SGA Town Hall Meeting. (Image courtesy: Taylor Posik)

The Student Government Association (SGA) held a town hall meeting in the Upper Dining Hall on February 7. Attendees were able to ask questions and share their opinions on the recent announcement regarding academic changes.

Prior to the meeting, SGA Vice President of Budget and Finance Paige McNamara (’24) discussed why it was being held.

“After that email was circulated and faculty had a town hall, there was a lot of students who were upset with being left in the dark, and the faculty town hall went very poorly,” said McNamara. “We felt this was a good way to show that students can be just as informative, if not more respectful.”

According to SGA President, Stephanie Matte (’23), SGA members were unaware of the email addressing program changes on campus.

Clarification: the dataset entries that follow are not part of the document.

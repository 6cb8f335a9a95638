use std::path::PathBuf;

use serde::{Deserialize, Serialize};

/// Top-level application configuration.
#[derive(Debug, Clone, Serialize, Deserialize)]
#[serde(default)]
pub struct AppConfig {
    pub search: SearchConfig,
    pub storage: StorageConfig,
}

/// Search pipeline configuration.
#[derive(Debug, Clone, Serialize, Deserialize)]
#[serde(default)]
pub struct SearchConfig {
    /// Number of results per page.
    pub results_per_page: usize,
    /// Base path for static assets; image URLs resolve under
    /// `<asset_base>/images/<filename>`.
    pub asset_base: String,
    /// Maximum number of query tokens examined during extraction.
    pub max_query_tokens: usize,
}

/// Storage connection configuration.
///
/// The seven connection parameters mirror the environment contract
/// (`FITSEARCH_DB_*`); `warehouse` is carried for contract completeness but
/// not consumed by the Postgres backend.
#[derive(Debug, Clone, Serialize, Deserialize)]
#[serde(default)]
pub struct StorageConfig {
    pub user: Option<String>,
    pub password: Option<String>,
    /// Endpoint as `host` or `host:port`.
    pub account: Option<String>,
    pub role: Option<String>,
    pub warehouse: Option<String>,
    pub database: Option<String>,
    pub schema: Option<String>,
    /// Table holding exercise rows.
    pub table: String,
    pub max_connections: u32,
    pub query_timeout_ms: u64,
}

impl Default for AppConfig {
    fn default() -> Self {
        Self {
            search: SearchConfig::default(),
            storage: StorageConfig::default(),
        }
    }
}

impl Default for SearchConfig {
    fn default() -> Self {
        Self {
            results_per_page: 10,
            asset_base: "/static".to_string(),
            max_query_tokens: 64,
        }
    }
}

impl Default for StorageConfig {
    fn default() -> Self {
        Self {
            user: None,
            password: None,
            account: None,
            role: None,
            warehouse: None,
            database: None,
            schema: None,
            table: "exercises".to_string(),
            max_connections: 5,
            query_timeout_ms: 5000,
        }
    }
}

impl AppConfig {
    /// Load configuration from `~/.config/fitsearch/config.toml`, then
    /// overlay the storage environment variables. Returns defaults (plus the
    /// environment overlay) if the file is missing or unparseable.
    pub fn load() -> Self {
        let config_path = Self::config_path();
        let mut config = match std::fs::read_to_string(&config_path) {
            Ok(contents) => match toml::from_str(&contents) {
                Ok(config) => {
                    tracing::info!("Loaded config from {}", config_path.display());
                    config
                }
                Err(e) => {
                    tracing::warn!(
                        "Failed to parse config at {}: {e} — using defaults",
                        config_path.display()
                    );
                    Self::default()
                }
            },
            Err(_) => {
                tracing::debug!(
                    "No config file at {} — using defaults",
                    config_path.display()
                );
                Self::default()
            }
        };
        config.storage.overlay_env();
        config
    }

    fn config_path() -> PathBuf {
        dirs::config_dir()
            .map(|d| d.join("fitsearch").join("config.toml"))
            .unwrap_or_else(|| PathBuf::from("config.toml"))
    }
}

impl StorageConfig {
    /// Overlay the seven connection parameters from the environment.
    /// Unset or empty variables leave the current value in place.
    pub fn overlay_env(&mut self) {
        self.user = env_or(self.user.take(), "FITSEARCH_DB_USER");
        self.password = env_or(self.password.take(), "FITSEARCH_DB_PASSWORD");
        self.account = env_or(self.account.take(), "FITSEARCH_DB_ACCOUNT");
        self.role = env_or(self.role.take(), "FITSEARCH_DB_ROLE");
        self.warehouse = env_or(self.warehouse.take(), "FITSEARCH_DB_WAREHOUSE");
        self.database = env_or(self.database.take(), "FITSEARCH_DB_DATABASE");
        self.schema = env_or(self.schema.take(), "FITSEARCH_DB_SCHEMA");
    }

    /// Per-query timeout as a `Duration`.
    pub fn query_timeout(&self) -> std::time::Duration {
        std::time::Duration::from_millis(self.query_timeout_ms)
    }
}

fn env_or(current: Option<String>, name: &str) -> Option<String> {
    match std::env::var(name) {
        Ok(value) if !value.is_empty() => Some(value),
        _ => current,
    }
}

“We had no idea that the email had even gone out, so we learned from other students. There are only so many things that SGA and our senators are connected to,” Matte said. “This town hall came up because students came to us and said, ‘What can you do to help us? Our program is at risk.'”

The town hall meeting began half an hour late at about 3:30pm, with approximately thirty people in attendance. The conversation was primarily led by Don Brezinski, Executive Vice President on Campus, and Cara Procek, Vice President of Academic Affairs. Other administration members were also present to provide their input, including Dean of Students, Meagan LaMarca; Vice President for Student Affairs and Campus-Based Initiatives, Heather Lorenz; and Vice President of Academic Operations, Jane Yerrington.

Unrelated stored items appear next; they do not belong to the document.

//! Logging Setup
//!
//! Initializes tracing with two layers: a daily-rolling JSON file under the
//! platform data directory and a human-readable stdout layer, both behind
//! an env-filter (default "info").

use std::fs;
use std::io;
use std::path::PathBuf;

use tracing_appender::non_blocking::WorkerGuard;
use tracing_subscriber::{layer::SubscriberExt, util::SubscriberInitExt, EnvFilter, Layer};

/// Initialize logging. The returned guard must be held for the process
/// lifetime so buffered file output is flushed on shutdown.
pub fn init() -> WorkerGuard {
    let log_dir = dirs::data_dir()
        .map(|d| d.join("fitsearch").join("logs"))
        .unwrap_or_else(|| PathBuf::from("logs"));

    if !log_dir.exists() {
        if let Err(e) = fs::create_dir_all(&log_dir) {
            eprintln!("Failed to create logs directory: {e}");
        }
    }

    let file_appender = tracing_appender::rolling::daily(&log_dir, "fitsearch.log");
    let (non_blocking, guard) = tracing_appender::non_blocking(file_appender);

    let env_filter =
        EnvFilter::try_from_default_env().unwrap_or_else(|_| EnvFilter::new("info"));

    let file_layer = tracing_subscriber::fmt::layer()
        .with_writer(non_blocking)
        .json()
        .with_file(true)
        .with_line_number(true)
        .with_target(true)
        .with_filter(env_filter);

    let stdout_filter =
        EnvFilter::try_from_default_env().unwrap_or_else(|_| EnvFilter::new("info"));
    let stdout_layer = tracing_subscriber::fmt::layer()
        .with_writer(io::stdout)
        .with_filter(stdout_filter);

    tracing_subscriber::registry()
        .with(file_layer)
        .with(stdout_layer)
        .init();

    tracing::info!(
        "Logging initialized. Writing to {:?} (daily rolling)",
        log_dir.join("fitsearch.log")
    );

    guard
}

The meeting began with Brezinski stating that he was aware of the social media posts and email being circulated. He then opened up the discussion.

Attendees expressed concerns about the programs at risk of being “banked” or transitioned to minors. One discussion that arose was student concern for their professors. In response, Brezinski stated that they “are not terminating the professors.”

Subjects of conversation branched out to topics such as the shortened winter break, the SETA Annex, and other student concerns.

Following the results of the town hall meeting, Matte shared her thoughts.

“I think the town hall…went really well. I think students were asking really good questions of administration and I think it was a great way to bring administration back to a student level and get students and administration interacting again, face to face,” said Matte.

Matte discussed how students were also able to bring up other concerns they had regarding campus functions that the administration wasn’t aware of, such as the lab fees at SETA.

Matte and McNamara also noted that the faculty town hall meeting on January 11 was “pretty unruly.”

“The faculty [town hall] did not go well at all. It was…disrespectful, naturally so as they did not get much say in this consideration. I think a lot of people think that these things are set in stone but they’re only recommendations to Paul,” said McNamara.

Matte described the student town hall meeting as being “polite.”

“We felt that our students really asked their questions in really respectful ways. They really did a great job at keeping their questions to the point while also still applying pressure to administration to get their questions and get their points across without being completely outrageous,” said Matte. “I’m really proud of how our students handled themselves.”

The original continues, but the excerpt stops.